It’s easy for me to forget how much I stand out here…but usually not for long.
I was wandering around taking pictures of campus (next post!), when I found the freshmen out in camo, on what might be the last day of their two-week military training, I knew I had to finally get the pictures I’d been meaning to take since they started. And I wanted to get them stealthily. But stealth, I soon remembered, isn’t really a possibility when you’re one of a handful of foreigners on a Chinese campus.

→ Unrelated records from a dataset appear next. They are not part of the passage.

//! Core error types for organizai-core.
//!
//! Recoverable rejections (overlapping blocks, bad task drafts) are plain
//! values the caller surfaces to the user. Coordinates outside the fixed
//! week lattice are caller bugs and are asserted on instead; only the
//! text-parsing constructors report them as [`ValidationError::OutOfBounds`].

use std::path::PathBuf;
use thiserror::Error;

use crate::availability::{Day, Interval, TimeOfDay};

/// Core error type for organizai-core.
#[derive(Error, Debug)]
pub enum CoreError {
    /// Configuration-related errors
    #[error("Configuration error: {0}")]
    Config(#[from] ConfigError),

    /// Validation errors
    #[error("Validation error: {0}")]
    Validation(#[from] ValidationError),

    /// Availability block rejected by the overlap validator
    #[error("Availability rejected: {0}")]
    Overlap(#[from] OverlapError),

    /// Task draft rejected
    #[error("Task rejected: {0}")]
    Task(#[from] TaskError),

    /// Remote schedule service failures
    #[error("Schedule service error: {message}")]
    Remote {
        message: String,
        #[source]
        source: Option<reqwest::Error>,
    },

    /// IO errors
    #[error("IO error: {0}")]
    Io(#[from] std::io::Error),

    /// Serialization/deserialization errors
    #[error("JSON error: {0}")]
    Json(#[from] serde_json::Error),
}

/// Configuration-specific errors.
#[derive(Error, Debug)]
pub enum ConfigError {
    /// Failed to load configuration
    #[error("Failed to load configuration from {path}: {message}")]
    LoadFailed { path: PathBuf, message: String },

    /// Failed to save configuration
    #[error("Failed to save configuration to {path}: {message}")]
    SaveFailed { path: PathBuf, message: String },

    /// Invalid configuration value
    #[error("Invalid configuration value for '{key}': {message}")]
    InvalidValue { key: String, message: String },

    /// Unknown configuration key
    #[error("Unknown configuration key: {0}")]
    UnknownKey(String),

    /// Home/config directory could not be prepared
    #[error("Config directory unavailable: {0}")]
    DirUnavailable(String),
}

/// Validation errors.
#[derive(Error, Debug, Clone, PartialEq, Eq)]
pub enum ValidationError {
    /// Empty collection
    #[error("Empty collection: {0}")]
    EmptyCollection(String),

    /// Out of bounds
    #[error("Index {index} out of bounds for {collection} (length: {len})")]
    OutOfBounds {
        collection: String,
        index: usize,
        len: usize,
    },

    /// Invalid value
    #[error("Invalid value for '{field}': {message}")]
    InvalidValue { field: String, message: String },
}

/// Rejection returned when a discretely entered block cannot be accepted.
#[derive(Error, Debug, Clone, PartialEq, Eq)]
pub enum OverlapError {
    /// Start is not strictly before end.
    #[error("start time {start} must be earlier than end time {end}")]
    InvalidRange { start: TimeOfDay, end: TimeOfDay },

    /// Candidate intersects an existing block on the same day.
    #[error(
        "{day} {start}-{end} overlaps existing block {} ({}-{})",
        .conflicting.id,
        .conflicting.start_time,
        .conflicting.end_time
    )]
    Overlap {
        day: Day,
        start: TimeOfDay,
        end: TimeOfDay,
        conflicting: Interval,
    },
}

/// Task draft validation errors, checked in declaration order.
#[derive(Error, Debug, Clone, PartialEq)]
pub enum TaskError {
    #[error("task name is required")]
    MissingName,

    #[error("due date is required")]
    MissingDueDate,

    #[error("due date {due_date} is before today ({today})")]
    DueDateInPast {
        due_date: chrono::NaiveDate,
        today: chrono::NaiveDate,
    },

    #[error("duration must be greater than 0 minutes (got {0})")]
    NonPositiveDuration(i64),

    #[error("grade must be between 1.0 and 7.0 (got {0})")]
    GradeOutOfRange(f64),
}

impl From<reqwest::Error> for CoreError {
    fn from(err: reqwest::Error) -> Self {
        CoreError::Remote {
            message: err.to_string(),
            source: Some(err),
        }
    }
}

/// Result type alias for CoreError
pub type Result<T, E = CoreError> = std::result::Result<T, E>;
use std::path::Path;

use clap::Subcommand;
use organizai_core::Strategy;

use crate::plan;

#[derive(Subcommand)]
pub enum StrategyAction {
    /// List available study strategies
    List,
    /// Describe a strategy (defaults to the plan's current one)
    Show {
        strategy: Option<Strategy>,
    },
    /// Select the strategy used for scheduling
    Set {
        strategy: Strategy,
    },
}

pub fn run(plan_path: &Path, action: StrategyAction) -> Result<(), Box<dyn std::error::Error>> {
    let mut plan = plan::load(plan_path)?;

    match action {
        StrategyAction::List => {
            for strategy in Strategy::ALL {
                let marker = if strategy == plan.strategy { "*" } else { " " };
                println!(
                    "{marker} {:<10} {:<18} {}",
                    strategy.as_str(),
                    strategy.name(),
                    strategy.description()
                );
            }
        }
        StrategyAction::Show { strategy } => {
            let strategy = strategy.unwrap_or(plan.strategy);
            println!("{}", strategy.name());
            println!("{}", strategy.description());
            println!();
            println!("{}", strategy.how_it_works());
            println!();
            for benefit in strategy.benefits() {
                println!("- {benefit}");
            }
        }
        StrategyAction::Set { strategy } => {
            plan.strategy = strategy;
            plan::save(plan_path, &plan)?;
            println!("Strategy set: {}", strategy.name());
        }
    }
    Ok(())
}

I snapped a picture of a group waiting to be photographed on the risers that had been set up in front of the main school building, directly behind the statue of Confucius. I put my camera away and walked around to try to get a better angle when I was spotted. On the edge of another group, a couple boys gestured at me, began talking excitedly, and took out their cameras. I pulled mine back out and pointed it at them in retaliation, eliciting a collective “oooohhhhhh!” When they didn’t back down, I did the only proper thing: posed and flashed the victory sign. Everyone applauded. As I turned to leave, an older man who’d been walking up the other side of the road came running over with his camera-bearing wife in tow, and gesture-asked me if his wife could take a picture of the two of us together.
Then, I went to see if I could snap a decent shot through the fencing of the freshmen practicing marching in step on the track, but I wasn’t even close when a group of girls all started shouting “hi!” at me and waving furiously. I waved back and ducked my head, a little sheepish, as the officer at the head of their group barked for attention.